For all his integrity, he played his literary tricks, but hardly committed any offences.  Where others may have been found guilty of minor fraud, Orwell was of 'good moral standing' - so his integrity gave him ample scope to play games.  Highly entertaining ones they were, for our benefit.  He never spent very long down mines, or as a plongeur in a Parisian hotel in the 1920s, or homeless in London, or getting shot at (and hit in the neck) during the Spanish Civil War in 1937.  But reading him you would have thought he had spent most of his life ducking in and out of trenches or small-doored hovels, or bumping his head as he struggled along the two-mile stretches of tunnel to the coal-face, a mile down.  

Coming up for his air, as soon as his notes were taken, the pencil was thrust behind the ear, his lips were pursed below his pencil moustache, and he tried to work out where the train station was.  His tufted hair was a crest of dignity combined with that long, earnest, but caring face, in his working uniform of the ethnographer: a tall tramp's suit, slightly moth-eaten hairy twill, patched-up; woollen tie, old Clydella shirt, looking around again, before heading off to another industrial town.


He hoped he would return after only a few weeks more away, although the Spanish trip occupied him for months, as did Paris.  He usually resurfaced in the pleasing surrounds of a Hertfordshire village, or in the care of a champagne socialist like Sir Richard Rees on the coast.  Orwell would have made a promising subject of a heroic biographical film.  But it would have to be a courageous one that didn't include his work after 1946, ruling out Animal Farm and '1984', when he was largely spent, close to death and could hardly crawl from bed to desk at times.  

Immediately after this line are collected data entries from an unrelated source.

//! Form focus state.

// Rust guideline compliant 2026-02

/// Form element that currently receives keystrokes.
#[derive(Debug, Clone, Copy, Default, PartialEq, Eq)]
pub enum Focus {
    /// Server URL field.
    #[default]
    Url,
    /// Auth token field (skipped while auth is off).
    Token,
    /// New-channel input.
    Channel,
    /// Subscription chips.
    Subscriptions,
    /// Message log.
    Log,
}

impl Focus {
    /// Focus ring order.
    const RING: [Self; 5] = [
        Self::Url,
        Self::Token,
        Self::Channel,
        Self::Subscriptions,
        Self::Log,
    ];

    /// Next element in the ring (Tab).
    #[must_use]
    pub fn next(self, use_auth: bool) -> Self {
        self.step(use_auth, 1)
    }

    /// Previous element in the ring (Shift+Tab).
    #[must_use]
    pub fn prev(self, use_auth: bool) -> Self {
        self.step(use_auth, Self::RING.len() - 1)
    }

    fn step(self, use_auth: bool, by: usize) -> Self {
        let len = Self::RING.len();
        let mut index = Self::RING.iter().position(|f| *f == self).unwrap_or(0);
        loop {
            index = (index + by) % len;
            let candidate = Self::RING[index];
            if candidate != Self::Token || use_auth {
                return candidate;
            }
        }
    }

    /// Whether the element is a text field.
    #[must_use]
    pub fn accepts_text_input(self) -> bool {
        matches!(self, Self::Url | Self::Token | Self::Channel)
    }

    /// Human-readable name for the status line.
    #[must_use]
    pub fn display_name(self) -> &'static str {
        match self {
            Self::Url => "URL",
            Self::Token => "Token",
            Self::Channel => "Channel",
            Self::Subscriptions => "Subscriptions",
            Self::Log => "Log",
        }
    }

    /// Focus to use after auth is toggled.
    ///
    /// Leaves the token field when it disappears.
    #[must_use]
    pub fn after_auth_toggle(self, use_auth: bool) -> Self {
        if self == Self::Token && !use_auth {
            Self::Url
        } else {
            self
        }
    }
}

#[cfg(test)]
mod tests {
    use super::*;

    #[test]
    fn test_ring_without_auth_skips_token() {
        assert_eq!(Focus::Url.next(false), Focus::Channel);
        assert_eq!(Focus::Channel.prev(false), Focus::Url);
        assert_eq!(Focus::Log.next(false), Focus::Url);
        assert_eq!(Focus::Url.prev(false), Focus::Log);
    }

    #[test]
    fn test_ring_with_auth_includes_token() {
        assert_eq!(Focus::Url.next(true), Focus::Token);
        assert_eq!(Focus::Token.next(true), Focus::Channel);
        assert_eq!(Focus::Channel.prev(true), Focus::Token);
    }

    #[test]
    fn test_full_cycle_returns_home() {
        let mut focus = Focus::Url;
        for _ in 0..5 {
            focus = focus.next(true);
        }
        assert_eq!(focus, Focus::Url);
    }

    #[test]
    fn test_accepts_text_input() {
        assert!(Focus::Url.accepts_text_input());
        assert!(Focus::Token.accepts_text_input());
        assert!(Focus::Channel.accepts_text_input());
        assert!(!Focus::Subscriptions.accepts_text_input());
        assert!(!Focus::Log.accepts_text_input());
    }

    #[test]
    fn test_after_auth_toggle() {
        assert_eq!(Focus::Token.after_auth_toggle(false), Focus::Url);
        assert_eq!(Focus::Token.after_auth_toggle(true), Focus::Token);
        assert_eq!(Focus::Log.after_auth_toggle(false), Focus::Log);
    }

    #[test]
    fn test_display_name() {
        assert_eq!(Focus::Subscriptions.display_name(), "Subscriptions");
        assert_eq!(Focus::default(), Focus::Url);
    }
}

At this low-ebb, Evelyn Waugh unexpectedly pitched up at Orwell’s bedside.[1]  They had never met, but now were the two English titans of their literary age, standing tall above the post-war rubble, like skyscrapers.  And despite all their similarities, and shared interest in responding to the malaise of their times, Orwell was told by Waugh he had got it all horribly wrong in his contempt for the spiritual.  And I think Orwell knew that the truth he had told was an overly-material one, as the pale-cast of death loomed - as Waugh loomed - along with the ghost of Lord Marchmain by his side, especially for Orwell.  The once arch-atheist patriarch of Brideshead, Lord Marchmain, was now making a feeble sign of the cross, once more.  For Waugh, the truth about the malaise could be found inside a Catholic church, not down a coal-mine.  Anywhere really, bar in external objects.


***

Back in the London Club with my friend, I was just a guest in a very big house where the Nancy-Poets formulate their words around their aesthetics – where you stand a good chance of talking about Waugh and Orwell, knowing the steak and kidney pudding will be paid for.  It's an established rule that the member always pays for his guest in his own club.  "A splendid rule!"

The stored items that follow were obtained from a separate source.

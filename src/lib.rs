//! stompscope - interactive tester for STOMP-over-WebSocket endpoints.
//!
//! Enter a server URL and optional auth token, subscribe to destinations,
//! connect, and watch messages, client diagnostics and error frames scroll
//! by in a terminal UI (or as JSON lines in headless watch mode).
//!
//! # Architecture
//!
//! - **SessionManager** - owns settings, subscriptions, the live session,
//!   the message log and the unread counter
//! - **Client** - STOMP 1.2 over WebSocket or SockJS, reached through the
//!   `Connector` / `SessionHandle` capability traits
//! - **TUI** - form, chips and log rendered with ratatui
//!
//! # Modules
//!
//! - [`session`] - Session manager, events, message log
//! - [`client`] - Capability traits, STOMP codec and client
//! - [`tui`] - Terminal UI runner and rendering
//! - [`headless`] - JSON-lines watch mode
//! - [`config`] - Configuration loading/saving

pub mod app;
pub mod client;
pub mod headless;
pub mod session;
pub mod tui;
pub mod ws;

pub mod config;
pub mod constants;
pub mod env;

// Re-export commonly used types
pub use client::{ClientConfig, ConnectionState, Connector, SessionHandle, StompConnector};
pub use config::Config;
pub use session::{ConnectionSettings, SessionEvent, SessionManager, SubscriptionSet};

I offer further inducements to my host and friend, this professional reviewer, to come over to my side, and I think he is politely losing patience with my cheekiness, as I teed off again:  “It will cure you instantly of all those bad and lazy habits you have picked up writing for the papers, and not for your readers.”

“And you can write much more, 5,000 words even, if you can carry the reader with you via the compulsion of your words.”  

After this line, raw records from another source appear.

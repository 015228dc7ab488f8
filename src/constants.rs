//! Application-wide constants for stompscope.
//!
//! # Categories
//!
//! - **Session**: values handed to the messaging client on connect
//! - **Protocol**: STOMP handshake and framing constants
//! - **Event loop**: UI tick pacing

use std::time::Duration;

// ============================================================================
// Session
// ============================================================================

/// Delay between reconnection attempts while a session is still connecting.
///
/// Fixed by the session manager; the retry loop itself lives in the client.
pub const RECONNECT_DELAY: Duration = Duration::from_millis(5000);

/// Default heart-beat interval offered in both directions.
pub const DEFAULT_HEARTBEAT_MS: u64 = 10_000;

/// Default header carrying the auth token on CONNECT.
pub const DEFAULT_AUTH_HEADER: &str = "x-auth-token";

/// Default server URL shown in a fresh form.
pub const DEFAULT_URL: &str = "http://my-socket-server";

/// Channel subscribed in a fresh configuration.
pub const DEFAULT_SUBSCRIPTION: &str = "/user/queue/notifications";

/// Payload field whose value overwrites the unread counter.
pub const UNREAD_COUNT_FIELD: &str = "unreadCount";

// ============================================================================
// Protocol
// ============================================================================

/// Timeout for the CONNECT → CONNECTED exchange (and the SockJS open frame).
pub const CONNECT_TIMEOUT: Duration = Duration::from_secs(10);

/// STOMP versions offered in `accept-version`.
pub const STOMP_ACCEPT_VERSION: &str = "1.2,1.1,1.0";

/// WebSocket subprotocols offered for plain STOMP-over-WebSocket.
pub const STOMP_SUBPROTOCOLS: &str = "v12.stomp, v11.stomp, v10.stomp";

/// Incoming silence tolerated, as a multiple of the negotiated heart-beat.
pub const HEARTBEAT_GRACE_FACTOR: u32 = 2;

// ============================================================================
// Event loop
// ============================================================================

/// TUI frame rate delay (approximately 60fps).
pub const FRAME_RATE_DELAY: Duration = Duration::from_millis(16);

/// Input poll timeout per tick.
pub const INPUT_POLL_TIMEOUT: Duration = Duration::from_millis(10);

/// Headless loop tick.
pub const HEADLESS_TICK: Duration = Duration::from_millis(100);

/// Maximum session events applied per tick.
pub const MAX_EVENTS_PER_TICK: usize = 256;

/// Lines moved by PageUp/PageDown in the log panel.
pub const LOG_PAGE_LINES: usize = 10;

I’m back in the unsympathetic groove, hostile and slightly angry, the state any writer should be in at least at the outset, before the bravado is kicked out of him by the subs, the industry and the critics - just like what could have happened to poor Freddie.  In the film, one could feel his torture in his press conferences, from the endless questions about drugs and his sexuality.  


I suppose it’s the writers ideal of authenticity that can feel threatened, as he comes blinking into the world of being sampled, recorded, reviewed and minced.  I noticed that Rami Malek used that word, 'authenticity', an avowed attribute of the populist, at the Golden Globes award ceremony.  The actor talked about how Queen resisted losing it, when they would have been feeling the pressure to actually alter their output, to conform to a numbing code of acceptability.  Pretty much the same code the actor was now hearing in all the other acceptance speeches at the Golden Globes ceremony.  They were nauseating.  

I suppose the pommelling effects of the critics is why the first material of any popular artist will often stand as his best, after which his steam has been spent and no longer propels the whole venture forward.  How much energy does political correctness kill in the creative?  In Mercury's case, admirably little.  That was the core of his heroism.  Never giving in to the critics or the bosses.  Staying unique to the end. Terminally unique.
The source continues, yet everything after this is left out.